***** Records provided

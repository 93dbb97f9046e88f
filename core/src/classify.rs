//! Rule token classification.
//!
//! Each token is tested against four lexical patterns in a fixed order and
//! takes the first that fits: CIDR, range, wildcard, exact address.

use std::fmt;
use std::sync::OnceLock;

use regex::Regex;
use serde::{Serialize, Serializer};

use crate::address::Address;

const OCTET: &str = r"(?:25[0-5]|2[0-4]\d|[01]?\d?\d)";

/// One field of a wildcard pattern.
///
/// A fixed field keeps the digits as written: `01` and `1` are different
/// fields, the same way exact rules compare by text.
#[derive(Debug, Clone, PartialEq, Eq)]
pub enum OctetSpec {
    Fixed(String),
    Any,
}

impl OctetSpec {
    /// Whether a candidate field, as written, fits.
    pub fn admits(&self, field: &str) -> bool {
        match self {
            OctetSpec::Fixed(fixed) => fixed == field,
            OctetSpec::Any => true,
        }
    }
}

impl fmt::Display for OctetSpec {
    fn fmt(&self, f: &mut fmt::Formatter<'_>) -> fmt::Result {
        match self {
            OctetSpec::Fixed(field) => f.write_str(field),
            OctetSpec::Any => f.write_str("*"),
        }
    }
}

impl Serialize for OctetSpec {
    fn serialize<S: Serializer>(&self, serializer: S) -> Result<S::Ok, S::Error> {
        match self {
            OctetSpec::Fixed(field) => serializer.serialize_str(field),
            OctetSpec::Any => serializer.serialize_str("*"),
        }
    }
}

/// The four rule notations.
#[derive(Debug, Clone, PartialEq, Eq, Serialize)]
#[serde(tag = "kind", rename_all = "lowercase")]
pub enum RuleToken {
    /// `a.b.c.d/p` with `p` in 0..=32.
    Cidr { network: Address, prefix: u8 },
    /// `a.b.c.d-e.f.g.h`; endpoints are stored ordered.
    Range { lo: Address, hi: Address },
    /// `a.b.*.*`; at least one field is `*`.
    Wildcard { octets: [OctetSpec; 4] },
    /// A plain dotted quad.
    Exact { address: Address },
}

impl RuleToken {
    /// Build a range from endpoints in either order.
    pub fn range(a: Address, b: Address) -> Self {
        RuleToken::Range { lo: a.min(b), hi: a.max(b) }
    }

    pub fn kind_name(&self) -> &'static str {
        match self {
            RuleToken::Cidr { .. } => "cidr",
            RuleToken::Range { .. } => "range",
            RuleToken::Wildcard { .. } => "wildcard",
            RuleToken::Exact { .. } => "exact",
        }
    }
}

impl fmt::Display for RuleToken {
    fn fmt(&self, f: &mut fmt::Formatter<'_>) -> fmt::Result {
        match self {
            RuleToken::Cidr { network, prefix } => write!(f, "{}/{}", network, prefix),
            RuleToken::Range { lo, hi } => write!(f, "{}-{}", lo, hi),
            RuleToken::Wildcard { octets } => write!(
                f,
                "{}.{}.{}.{}",
                octets[0], octets[1], octets[2], octets[3]
            ),
            RuleToken::Exact { address } => write!(f, "{}", address),
        }
    }
}

/// A classified token together with the text it was written as.
///
/// The text is what reason strings cite and what exact rules compare against.
#[derive(Debug, Clone, PartialEq, Eq, Serialize)]
pub struct Rule {
    pub text: String,
    pub token: RuleToken,
}

impl Rule {
    /// Classify a trimmed token. `None` when it fits no notation.
    pub fn parse(text: &str) -> Option<Rule> {
        let text = text.trim();
        classify(text).map(|token| Rule {
            text: text.to_string(),
            token,
        })
    }
}

impl fmt::Display for Rule {
    fn fmt(&self, f: &mut fmt::Formatter<'_>) -> fmt::Result {
        f.write_str(&self.text)
    }
}

// ═══════════════════════════════════════════════════════════════════════════
// Lexical patterns
// ═══════════════════════════════════════════════════════════════════════════

fn compile(pattern: String) -> Option<Regex> {
    Regex::new(&pattern).ok()
}

fn ipv4() -> String {
    format!(r"{o}\.{o}\.{o}\.{o}", o = OCTET)
}

fn cidr_regex() -> Option<&'static Regex> {
    static RE: OnceLock<Option<Regex>> = OnceLock::new();
    RE.get_or_init(|| compile(format!(r"^({})/(\d{{1,2}})$", ipv4())))
        .as_ref()
}

fn range_regex() -> Option<&'static Regex> {
    static RE: OnceLock<Option<Regex>> = OnceLock::new();
    RE.get_or_init(|| compile(format!(r"^({ip})\s*[-~]\s*({ip})$", ip = ipv4())))
        .as_ref()
}

fn wildcard_regex() -> Option<&'static Regex> {
    static RE: OnceLock<Option<Regex>> = OnceLock::new();
    RE.get_or_init(|| {
        compile(format!(
            r"^({o}|\*)\.({o}|\*)\.({o}|\*)\.({o}|\*)$",
            o = OCTET
        ))
    })
    .as_ref()
}

fn exact_regex() -> Option<&'static Regex> {
    static RE: OnceLock<Option<Regex>> = OnceLock::new();
    RE.get_or_init(|| compile(format!(r"^{}$", ipv4()))).as_ref()
}

fn classify_cidr(token: &str) -> Option<RuleToken> {
    let caps = cidr_regex()?.captures(token)?;
    let network = Address::parse(caps.get(1)?.as_str()).ok()?;
    let prefix: u8 = caps.get(2)?.as_str().parse().ok()?;
    if prefix > 32 {
        return None;
    }
    Some(RuleToken::Cidr { network, prefix })
}

fn classify_range(token: &str) -> Option<RuleToken> {
    let caps = range_regex()?.captures(token)?;
    let start = Address::parse(caps.get(1)?.as_str()).ok()?;
    let end = Address::parse(caps.get(2)?.as_str()).ok()?;
    Some(RuleToken::range(start, end))
}

fn classify_wildcard(token: &str) -> Option<RuleToken> {
    let caps = wildcard_regex()?.captures(token)?;
    let mut fields = Vec::with_capacity(4);
    for i in 1..=4 {
        match caps.get(i)?.as_str() {
            "*" => fields.push(OctetSpec::Any),
            field => fields.push(OctetSpec::Fixed(field.to_string())),
        }
    }
    // Without a `*` the token is a plain address.
    if !fields.contains(&OctetSpec::Any) {
        return None;
    }
    let octets: [OctetSpec; 4] = fields.try_into().ok()?;
    Some(RuleToken::Wildcard { octets })
}

fn classify_exact(token: &str) -> Option<RuleToken> {
    if !exact_regex()?.is_match(token) {
        return None;
    }
    Address::parse(token)
        .ok()
        .map(|address| RuleToken::Exact { address })
}

/// Classify a single trimmed token. First matching notation wins.
pub fn classify(token: &str) -> Option<RuleToken> {
    classify_cidr(token)
        .or_else(|| classify_range(token))
        .or_else(|| classify_wildcard(token))
        .or_else(|| classify_exact(token))
}

/// Whether a token fits any notation.
pub fn is_classifiable(token: &str) -> bool {
    classify(token).is_some()
}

**********

### Description of the task
Write out, from the lines above, only those from the line with "fn ipv4() ->" to the line with "let caps = range_regex()?.captures(token)?;", exactly as given, including the first and the last.

### Output of the task
fn ipv4() -> String {
    format!(r"{o}\.{o}\.{o}\.{o}", o = OCTET)
}

fn cidr_regex() -> Option<&'static Regex> {
    static RE: OnceLock<Option<Regex>> = OnceLock::new();
    RE.get_or_init(|| compile(format!(r"^({})/(\d{{1,2}})$", ipv4())))
        .as_ref()
}

fn range_regex() -> Option<&'static Regex> {
    static RE: OnceLock<Option<Regex>> = OnceLock::new();
    RE.get_or_init(|| compile(format!(r"^({ip})\s*[-~]\s*({ip})$", ip = ipv4())))
        .as_ref()
}

fn wildcard_regex() -> Option<&'static Regex> {
    static RE: OnceLock<Option<Regex>> = OnceLock::new();
    RE.get_or_init(|| {
        compile(format!(
            r"^({o}|\*)\.({o}|\*)\.({o}|\*)\.({o}|\*)$",
            o = OCTET
        ))
    })
    .as_ref()
}

fn exact_regex() -> Option<&'static Regex> {
    static RE: OnceLock<Option<Regex>> = OnceLock::new();
    RE.get_or_init(|| compile(format!(r"^{}$", ipv4()))).as_ref()
}

fn classify_cidr(token: &str) -> Option<RuleToken> {
    let caps = cidr_regex()?.captures(token)?;
    let network = Address::parse(caps.get(1)?.as_str()).ok()?;
    let prefix: u8 = caps.get(2)?.as_str().parse().ok()?;
    if prefix > 32 {
        return None;
    }
    Some(RuleToken::Cidr { network, prefix })
}

fn classify_range(token: &str) -> Option<RuleToken> {
    let caps = range_regex()?.captures(token)?;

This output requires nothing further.